彼は、自分の国の平和を乱す隣の国から自分の国の人々を守るために必死で戦っていました。

 夢の中である時彼は、なんと先程の小さな国が戦争をしている相手国の王様だったこともあります。彼は、隣の国こそ自分の国の平和を乱す敵で、やられる前にやっつけてしまわないと自分の国が危ないと考え、戦い続けていたのです。

 

 夢の中である時彼は、子供をどっちが取るかと言い争っている別れ間際の夫だったこともあります。

「子供にとって母親がいくら大事だと言ったって、生活もままならないんじゃどうしようもないだろう。俺の生活力と何よりも子供を愛する気持ちを思えば、子供は俺と一緒にいる方が幸せに決まっている。」
 
皆さんもうすうす感じているのでしょうが、そう、巨人はその夫の奥さんだったこともあります。

「なにをどう言ったところで子供は母親と一緒の方が幸せなのよ。それに、私はあの子と一緒でなきゃ幸せにはなれない・・・・」

 

夢の中である時彼は、自分が所属する会社の未来を考えて、意見の違うグループと対立しているサラリーマンだったこともあります。

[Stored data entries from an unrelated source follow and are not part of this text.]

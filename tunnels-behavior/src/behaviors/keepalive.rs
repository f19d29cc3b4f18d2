//! Keepalive behavior.
//!
//! Pings the peer at a fixed interval for as long as it stays attached and
//! connected. Ticks that fire before the version handshake completes are
//! skipped. The ping itself is handed to a [`PingSink`] supplied by the
//! transport; this behavior only decides when to ping.

use std::fmt;
use std::sync::atomic::{AtomicU64, Ordering};
use std::sync::Arc;

use tokio::sync::watch;
use tokio::time::{interval_at, Instant, MissedTickBehavior};

use crate::behavior::{AttachContext, Behavior, DetachContext};
use crate::config::KeepAliveConfig;
use crate::error::{BehaviorError, BehaviorResult};
use crate::peer::{PeerId, PeerState};

/// Queues a ping with the given nonce to a peer.
///
/// Returns false if the peer can no longer be written to, which stops the
/// pinger.
pub type PingSink = Arc<dyn Fn(PeerId, u64) -> bool + Send + Sync>;

/// Per-attachment keepalive statistics.
#[derive(Debug, Default)]
pub struct KeepAliveStats {
    pings_sent: AtomicU64,
}

impl KeepAliveStats {
    /// Number of pings handed to the sink.
    pub fn pings_sent(&self) -> u64 {
        self.pings_sent.load(Ordering::Relaxed)
    }
}

/// Periodically pings the attached peer.
pub struct KeepAliveBehavior {
    config: KeepAliveConfig,
    sink: PingSink,
    stats: Arc<KeepAliveStats>,
}

impl KeepAliveBehavior {
    /// Create a keepalive template.
    pub fn new(config: KeepAliveConfig, sink: PingSink) -> Self {
        Self {
            config,
            sink,
            stats: Arc::new(KeepAliveStats::default()),
        }
    }

    /// Current configuration.
    pub fn config(&self) -> &KeepAliveConfig {
        &self.config
    }

    /// Replace the configuration.
    ///
    /// Only reachable through [`BehaviorHandle::configure`](crate::BehaviorHandle::configure),
    /// which refuses once attached.
    pub fn set_config(&mut self, config: KeepAliveConfig) {
        self.config = config;
    }

    /// Statistics for this instance.
    pub fn stats(&self) -> Arc<KeepAliveStats> {
        self.stats.clone()
    }
}

impl fmt::Debug for KeepAliveBehavior {
    fn fmt(&self, f: &mut fmt::Formatter<'_>) -> fmt::Result {
        f.debug_struct("KeepAliveBehavior")
            .field("config", &self.config)
            .field("stats", &self.stats)
            .finish()
    }
}

impl Behavior for KeepAliveBehavior {
    const KIND: &'static str = "keepalive";

    fn setup(&mut self, ctx: &mut AttachContext<'_>) -> BehaviorResult<()> {
        self.config.validate()?;
        let runtime = tokio::runtime::Handle::try_current()
            .map_err(|e| BehaviorError::Setup(format!("keepalive needs a tokio runtime: {}", e)))?;

        let peer = ctx.peer().clone();
        let peer_id = ctx.peer_id();
        let mut state_rx = ctx.peer().subscribe_state();
        let sink = self.sink.clone();
        let stats = self.stats.clone();
        let start = Instant::now() + self.config.first_ping_delay;
        let period = self.config.ping_interval;

        let handle = runtime.spawn(async move {
            let mut ticker = interval_at(start, period);
            ticker.set_missed_tick_behavior(MissedTickBehavior::Delay);
            let mut nonce = 0u64;

            loop {
                tokio::select! {
                    _ = ticker.tick() => {
                        if !peer.state().is_handshaked() {
                            tracing::trace!(peer = %peer_id, "Handshake pending, skipping ping");
                            continue;
                        }
                        nonce = nonce.wrapping_add(1);
                        if !sink(peer_id, nonce) {
                            tracing::debug!(peer = %peer_id, "Ping sink closed, stopping keepalive");
                            break;
                        }
                        stats.pings_sent.fetch_add(1, Ordering::Relaxed);
                    }
                    _ = wait_for_disconnect(&mut state_rx) => {
                        tracing::debug!(peer = %peer_id, "Peer disconnected, stopping keepalive");
                        break;
                    }
                }
            }
        });

        ctx.register_task("keepalive", handle);
        Ok(())
    }

    fn teardown(&mut self, ctx: &mut DetachContext<'_>) -> BehaviorResult<()> {
        tracing::debug!(
            peer = %ctx.peer_id(),
            pings_sent = self.stats.pings_sent(),
            "Keepalive stopped"
        );
        Ok(())
    }

    fn clone_config(&self) -> Self {
        Self::new(self.config.clone(), self.sink.clone())
    }
}

/// Resolves once the peer reports a disconnected state.
///
/// Never resolves if the peer doesn't publish state changes.
async fn wait_for_disconnect(state_rx: &mut Option<watch::Receiver<PeerState>>) {
    let Some(rx) = state_rx else {
        return std::future::pending().await;
    };
    loop {
        if rx.borrow_and_update().is_disconnected() {
            return;
        }
        if rx.changed().await.is_err() {
            return;
        }
    }
}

「こんな当たり前のことが何故あいつらには分からないんだ?!この会社がどうなってもいいと思っているのか!!」

当然、巨人はもう一つのグループの人だったこともあります。

「やつらの考えに屈していたらこの会社はダメになる。なんとしてでもこちらの考えを通すんだ。」

 

なにしろ、彼の「沢山」は僕たちが知っている「沢山」より、もっともっと、も〜〜っと「沢山」で、しかも1億年という充分な時間があったのですから、その間に生きた人間の全てが彼の夢のほんの一部でしか無いようにも見えるほどです。

 

 

もちろん、争いばかりではなく、楽しい夢もあれば、悲しいだけの夢もありました。
それどころか、夢の中で巨人は、草や木や花や、虫や魚や動物だったこともあるのです。

 

そして、空だったことも、海だったことも、土だったことも、風だったことも・・・

今、巨人には分かります。憎しみあった人たちも愛し合った人たちも、みんな、みんな正しくてそれで良かったんだと。みんな、みんな、何もかも、愛すべき小さなそして大きな存在だったのだと。だって、みんな巨人の夢で、みんなみんな自分だったんだもん。小さいけど大きくて、大きいけど小さなみんなの思い・・・。草も木も花も、虫も魚も動物も、憎しみ合う人も争う人も愛し合う人も、空も海も土も風もみんなみ〜〜んな自分だったんだ。

 

巨人は、本当に本当にやさしい気持ちになって、もう一度横になりました。そしてまぶたを閉じ、やさしい顔のまんま次の眠りにつきました。さて、この次に巨人が目覚めるのはいつなのでしょう・・・?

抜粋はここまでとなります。